ACTIVITY:
A word-for-word repeat of the records below is what this calls for.

TASK MATERIAL:
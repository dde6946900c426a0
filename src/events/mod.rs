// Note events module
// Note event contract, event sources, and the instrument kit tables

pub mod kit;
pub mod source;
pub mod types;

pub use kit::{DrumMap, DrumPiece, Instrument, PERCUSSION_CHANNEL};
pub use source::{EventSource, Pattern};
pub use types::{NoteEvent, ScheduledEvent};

SOLVED EXERCISE:
repository dde6946900c426a0
filename src/events/mod.rs
// Note events module
// Note event contract, event sources, and the instrument kit tables

pub mod kit;
pub mod source;
pub mod types;

pub use kit::{DrumMap, DrumPiece, Instrument, PERCUSSION_CHANNEL};
pub use source::{EventSource, Pattern};
pub use types::{NoteEvent, ScheduledEvent};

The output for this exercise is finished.